In his book on the 1990s, A Classless Society: Britain in the 1990s, historian Alwyn Tyrner sees 90s culture and politics as an attempt to answer this question; to prove once and for all there was such a thing as society that we can all proudly be a part of. Although Thatcher won the economic argument, seen in the Labour Party’s embrace of neoliberalism, the British people rejected this vision of ‘no such thing as society’. The solution offered in the 90s and 2000s was the embrace of multiculturalism and meritocracy as a vision of Britain for the new millennium. Trainspotting is a take on the gap between Thatcher and this new culture of the 1990s, confronting the social void left by 11 years of her government.
In the opening of the film we see Renton and Spud running from the scene of a recent crime to the sound of Iggy Pop’s “Lust for Life”, and in this sequence he lists all the parts of modern society he hates. While this is a universal theme of young people rejecting the values of their elders, it had a particular resonance with people in the 90s. One of the effects of the Thatcher government was to eliminate the last dying remnants of post-war British, and especially working-class, culture. There is no doubt that this had been on the decline during the 60s and 70s; but it was the 80s that shattered the link between communities and the industries which supported them. Manufacturing as a share of GDP fell from 25.5% in 1980 to 11.4% in 2010 and the number of people employed in mining declined by over 200,000 between 1980 and 1994. This killed off not only the jobs of miners and other workers, but a way of life that was built around these industries. For the people affected by this, there did indeed seem to be no such thing as society.
The Thatcher years marked a turning point where unemployment, previously avoided by both Conservative and Labour governments, was accepted as an unavoidable reality. At the same time, the economic base of these communities was being destroyed with no plausible alternative in sight. For communities in Wales, Scotland and the north of England, Thatcher created a spiral of decline without government help to create new futures for people.

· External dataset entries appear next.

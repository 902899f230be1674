//! Integration tests for `doubling_vec` through its public API.
//!
//! These tests plug in a custom allocation strategy and custom item types the way a downstream
//! crate would, and verify that failed operations never leave a vector half-modified.

use std::alloc::Layout;
use std::error;
use std::fmt;
use std::panic::{self, AssertUnwindSafe};
use std::ptr::NonNull;
use std::sync::Arc;
use std::sync::atomic::{AtomicUsize, Ordering};
use std::thread;

use doubling_vec::{AllocError, Allocator, DoublingVec, Error, Global, TryClone};

/// Shared bookkeeping of a `MeteredAllocator` and all strategies derived from it.
#[derive(Debug, Default)]
struct Meter {
    live_blocks: AtomicUsize,
    live_bytes: AtomicUsize,
    derived: AtomicUsize,

    /// Number of further allocations that succeed.
    remaining: AtomicUsize,
}

#[derive(Clone, Debug)]
struct MeteredAllocator {
    meter: Arc<Meter>,
}

impl MeteredAllocator {
    fn new() -> Self {
        Self::with_allowance(usize::MAX)
    }

    fn with_allowance(allocations: usize) -> Self {
        let meter = Meter::default();
        meter.remaining.store(allocations, Ordering::Relaxed);

        Self {
            meter: Arc::new(meter),
        }
    }

    fn allow(&self, allocations: usize) {
        self.meter.remaining.store(allocations, Ordering::Relaxed);
    }

    fn live_blocks(&self) -> usize {
        self.meter.live_blocks.load(Ordering::Relaxed)
    }

    fn live_bytes(&self) -> usize {
        self.meter.live_bytes.load(Ordering::Relaxed)
    }

    fn derived(&self) -> usize {
        self.meter.derived.load(Ordering::Relaxed)
    }
}

// SAFETY: Blocks come from `Global`, we only meter them.
unsafe impl Allocator for MeteredAllocator {
    fn allocate(&self, layout: Layout) -> Result<NonNull<u8>, AllocError> {
        let granted = self
            .meter
            .remaining
            .fetch_update(Ordering::Relaxed, Ordering::Relaxed, |remaining| {
                remaining.checked_sub(1)
            });

        if granted.is_err() {
            return Err(AllocError::new(layout));
        }

        let ptr = Global.allocate(layout)?;

        self.meter.live_blocks.fetch_add(1, Ordering::Relaxed);
        self.meter
            .live_bytes
            .fetch_add(layout.size(), Ordering::Relaxed);

        Ok(ptr)
    }

    unsafe fn deallocate(&self, ptr: NonNull<u8>, layout: Layout) {
        self.meter.live_blocks.fetch_sub(1, Ordering::Relaxed);
        self.meter
            .live_bytes
            .fetch_sub(layout.size(), Ordering::Relaxed);

        // SAFETY: Forwarding the caller's guarantees, the block came from `Global`.
        unsafe {
            Global.deallocate(ptr, layout);
        }
    }

    fn for_copy(&self) -> Self {
        self.meter.derived.fetch_add(1, Ordering::Relaxed);
        self.clone()
    }
}

#[derive(Debug, PartialEq)]
struct Unavailable;

impl fmt::Display for Unavailable {
    fn fmt(&self, f: &mut fmt::Formatter<'_>) -> fmt::Result {
        f.write_str("unavailable")
    }
}

impl error::Error for Unavailable {}

/// A seat whose copy fails if it is marked as taken. Every live seat is counted.
#[derive(Debug)]
struct Seat {
    number: u32,
    taken: bool,
    live: Arc<AtomicUsize>,
}

impl Seat {
    fn new(number: u32, taken: bool, live: &Arc<AtomicUsize>) -> Self {
        live.fetch_add(1, Ordering::Relaxed);

        Self {
            number,
            taken,
            live: Arc::clone(live),
        }
    }
}

impl TryClone for Seat {
    type Error = Unavailable;

    fn try_clone(&self) -> Result<Self, Unavailable> {
        if self.taken {
            return Err(Unavailable);
        }

        Ok(Self::new(self.number, self.taken, &self.live))
    }
}

impl Clone for Seat {
    fn clone(&self) -> Self {
        assert!(!self.taken, "seat {} is taken", self.number);

        Self::new(self.number, self.taken, &self.live)
    }
}

impl Drop for Seat {
    fn drop(&mut self) {
        self.live.fetch_sub(1, Ordering::Relaxed);
    }
}

fn seats(taken: &[bool], live: &Arc<AtomicUsize>) -> DoublingVec<Seat, MeteredAllocator> {
    let mut vec = DoublingVec::new_in(MeteredAllocator::new());

    for (number, &taken) in (1..).zip(taken) {
        vec.push(Seat::new(number, taken, live)).unwrap();
    }

    vec
}

#[test]
fn append_and_index() {
    let mut vec = DoublingVec::new();

    vec.push(1).unwrap();
    vec.push(2).unwrap();
    vec.push(3).unwrap();

    assert_eq!(vec.len(), 3);
    assert!(vec.capacity() >= 3);
    assert_eq!(vec[1], 2);
}

#[test]
fn copy_is_independent_of_later_appends() {
    let mut vec = DoublingVec::new();

    for word in ["one", "two", "three"] {
        vec.push(word.to_string()).unwrap();
    }

    let copy = vec.clone();
    vec.push("four".to_string()).unwrap();

    assert_eq!(vec.len(), 4);
    assert_eq!(copy.len(), 3);
    assert_eq!(copy[2], "three");
}

#[test]
fn move_assignment_replaces_contents() {
    let mut source = DoublingVec::new();
    source.push(1).unwrap();
    source.push(2).unwrap();

    let mut target = DoublingVec::new();
    target.push(99).unwrap();

    target.move_from(&mut source);

    assert_eq!(target.len(), 2);
    assert_eq!(target[0], 1);
    assert_eq!(target[1], 2);
    assert_eq!(source.len(), 0);
    assert_eq!(source.capacity(), 0);
}

#[test]
fn failed_copy_keeps_original_and_leaks_nothing() {
    let live = Arc::new(AtomicUsize::new(0));
    let vec = seats(&[false, false, true], &live);
    let allocator = vec.allocator().clone();

    let error = vec.try_clone().unwrap_err();

    assert!(matches!(
        error,
        Error::ItemCopy {
            index: 2,
            source: Unavailable
        }
    ));

    // Only the original seats and the original block are alive.
    assert_eq!(live.load(Ordering::Relaxed), 3);
    assert_eq!(allocator.live_blocks(), 1);

    assert_eq!(vec.len(), 3);
    assert_eq!(vec[0].number, 1);
    assert_eq!(vec[1].number, 2);
    assert_eq!(vec[2].number, 3);
}

#[test]
fn panicking_copy_keeps_original_and_leaks_nothing() {
    let live = Arc::new(AtomicUsize::new(0));
    let vec = seats(&[false, true, false], &live);
    let allocator = vec.allocator().clone();

    let result = panic::catch_unwind(AssertUnwindSafe(|| vec.clone()));

    assert!(result.is_err());
    assert_eq!(live.load(Ordering::Relaxed), 3);
    assert_eq!(allocator.live_blocks(), 1);
    assert_eq!(vec.len(), 3);
}

#[test]
fn failed_copy_assignment_keeps_target() {
    let live = Arc::new(AtomicUsize::new(0));
    let mut target = seats(&[false], &live);
    let source = seats(&[false, true], &live);

    let result = target.try_clone_from(&source);

    assert!(matches!(result, Err(Error::ItemCopy { index: 1, .. })));
    assert_eq!(target.len(), 1);
    assert_eq!(target[0].number, 1);
    assert_eq!(live.load(Ordering::Relaxed), 3);
}

#[test]
fn copy_assignment_drops_previous_contents() {
    let live = Arc::new(AtomicUsize::new(0));
    let mut target = seats(&[false, false, false], &live);
    let source = seats(&[false], &live);

    target.try_clone_from(&source).unwrap();

    assert_eq!(target.len(), 1);
    assert_eq!(live.load(Ordering::Relaxed), 2);
}

#[test]
fn refused_growth_keeps_items_and_storage() {
    let mut vec = DoublingVec::new_in(MeteredAllocator::new());

    for value in 0..4_u64 {
        vec.push(value).unwrap();
    }

    vec.allocator().allow(0);

    let error = vec.push(4).unwrap_err();

    assert!(matches!(error, Error::Allocation(_)));
    assert_eq!(vec.as_slice(), &[0, 1, 2, 3]);
    assert_eq!(vec.capacity(), 4);
    assert_eq!(vec.allocator().live_bytes(), 4 * size_of::<u64>());
}

#[test]
fn refused_push_hands_item_back_for_retry() {
    let allocator = MeteredAllocator::with_allowance(0);
    let mut vec = DoublingVec::new_in(allocator.clone());

    let error = vec.try_push("precious".to_string()).unwrap_err();

    assert!(matches!(error.error(), Error::Allocation(_)));
    assert_eq!(vec.len(), 0);
    assert_eq!(vec.capacity(), 0);

    allocator.allow(1);

    let (item, _) = error.into_parts();
    vec.try_push(item).unwrap();

    assert_eq!(vec[0], "precious");
}

#[test]
fn refused_copy_storage_is_error() {
    let mut vec = DoublingVec::new_in(MeteredAllocator::new());
    vec.push("kept".to_string()).unwrap();

    vec.allocator().allow(0);

    let result = vec.try_clone();

    assert!(matches!(result, Err(Error::Allocation(_))));
    assert_eq!(vec[0], "kept");
}

#[test]
fn copies_use_derived_strategy() {
    let allocator = MeteredAllocator::new();
    let mut vec = DoublingVec::new_in(allocator.clone());

    for value in 0..5_u32 {
        vec.push(value).unwrap();
    }

    let copy = vec.clone();

    assert_eq!(allocator.derived(), 1);
    assert_eq!(allocator.live_blocks(), 2);
    assert_eq!(copy.capacity(), 5);
    assert_eq!(allocator.live_bytes(), (8 + 5) * size_of::<u32>());

    drop(copy);
    drop(vec);

    assert_eq!(allocator.live_blocks(), 0);
}

#[test]
fn borrowed_strategy_is_shared() {
    let allocator = MeteredAllocator::new();

    let mut first = DoublingVec::new_in(&allocator);
    let mut second = DoublingVec::new_in(&allocator);

    first.push(1_u8).unwrap();
    second.push(2_u8).unwrap();

    assert_eq!(allocator.live_blocks(), 2);

    let copy = first.try_clone().unwrap();

    // Borrowed strategies hand out the same reference rather than deriving a new strategy.
    assert_eq!(allocator.derived(), 0);
    assert_eq!(allocator.live_blocks(), 3);

    drop(copy);
    drop(first);
    drop(second);

    assert_eq!(allocator.live_blocks(), 0);
}

#[test]
fn clear_then_refill_reuses_storage() {
    let allocator = MeteredAllocator::new();
    let mut vec = DoublingVec::new_in(allocator.clone());

    for value in 0..8_u32 {
        vec.push(value).unwrap();
    }

    vec.clear();
    allocator.allow(0);

    for value in 0..8_u32 {
        vec.push(value).unwrap();
    }

    assert_eq!(vec.len(), 8);
    assert_eq!(vec.capacity(), 8);
}

#[test]
fn push_copy_leaves_original_usable() {
    let live = Arc::new(AtomicUsize::new(0));
    let mut vec = DoublingVec::new();

    let seat = Seat::new(7, false, &live);
    vec.push_copy(&seat).unwrap();
    vec.push_copy(&seat).unwrap();

    assert_eq!(vec.len(), 2);
    assert_eq!(vec[1].number, 7);
    assert_eq!(live.load(Ordering::Relaxed), 3);

    let taken = Seat::new(8, true, &live);
    let result = vec.push_copy(&taken);

    assert!(matches!(result, Err(Error::ItemCopy { index: 2, .. })));
    assert_eq!(vec.len(), 2);
}

#[test]
fn swap_exchanges_strategies() {
    let first_allocator = MeteredAllocator::new();
    let second_allocator = MeteredAllocator::new();

    let mut first = DoublingVec::new_in(first_allocator.clone());
    first.push(1_u32).unwrap();

    let mut second = DoublingVec::new_in(second_allocator.clone());
    second.push(2_u32).unwrap();
    second.push(3_u32).unwrap();

    first.swap(&mut second);

    assert_eq!(first.as_slice(), &[2, 3]);
    assert_eq!(second.as_slice(), &[1]);

    drop(first);

    assert_eq!(second_allocator.live_blocks(), 0);
    assert_eq!(first_allocator.live_blocks(), 1);
}

#[test]
fn builder_with_custom_strategy() {
    let allocator = MeteredAllocator::with_allowance(1);

    let mut vec = DoublingVec::<u16>::builder()
        .allocator(allocator.clone())
        .initial_capacity(3)
        .build()
        .unwrap();

    for value in 0..3 {
        vec.push(value).unwrap();
    }

    // The single allowed allocation went to the initial storage.
    assert!(matches!(vec.push(3), Err(Error::Allocation(_))));
    assert_eq!(vec.len(), 3);
}

#[cfg_attr(miri, ignore)]
#[test]
fn vector_moves_between_threads() {
    let mut vec = DoublingVec::new_in(MeteredAllocator::new());

    for value in 0..100_u64 {
        vec.push(value).unwrap();
    }

    let allocator = vec.allocator().clone();

    let sum = thread::spawn(move || vec.as_slice().iter().sum::<u64>())
        .join()
        .unwrap();

    assert_eq!(sum, 4950);
    assert_eq!(allocator.live_blocks(), 0);
}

90s culture, in response to the social void left by the Thatcher years, offered two main themes: nostalgia and nihilism. The first can be seen in the 2000 film Billy Elliot, which offers a complex yet sympathetic portrayal of County Durham mining communities. It romanticises the sense of community and identity that was lost under Thatcher. Trainspotting is the other side of this coin, a more nihilistic response to the problems of 1990s Britain. Although Renton finds a solution to this through his final acceptance of the consumerist world he lives, much of the film is him numbing himself to this reality through heroin use and the group of destructive friends who support his habit.
There are other examples in the 90s of this desire to either believe in some form of community, or alternatively find a way to ignore the meaninglessness of it all. The comedian Mark Thomas, in a provocative documentary a year on from the death of Princess Diana, said, ‘I really wanted to go along to the funeral, because I wanted to be the one to start the Mexican wave.’ Perhaps the death of Diana was a case study of this, the vague desire to be part of something bigger than the ‘individual men and women’ that Thatcher promoted. Diana was certainly an iconic 90s figure but the overwhelming, even hysterical, reaction to her death points to a longing for a sense of community that had been lost to the God of profit.
Acid house rave culture is more like Trainspotting in that young people, rejecting the values of contemporary society, sought to insulate themselves temporarily from the future that had been thrust upon them through raves and drug use. However, they shared the recognition that what it meant to be British then lacked the value it once had, and new forms of meaning had to be found.
Is there something that we can learn from this today? In an era of the failure of modern capitalism to provide a compelling or even sustainable future, many of us find ourselves in the position of Renton, searching for a reason to play the game of life when the game is so clearly rigged. But then again, as Renton says: ‘Who needs reasons when you’ve got heroin?’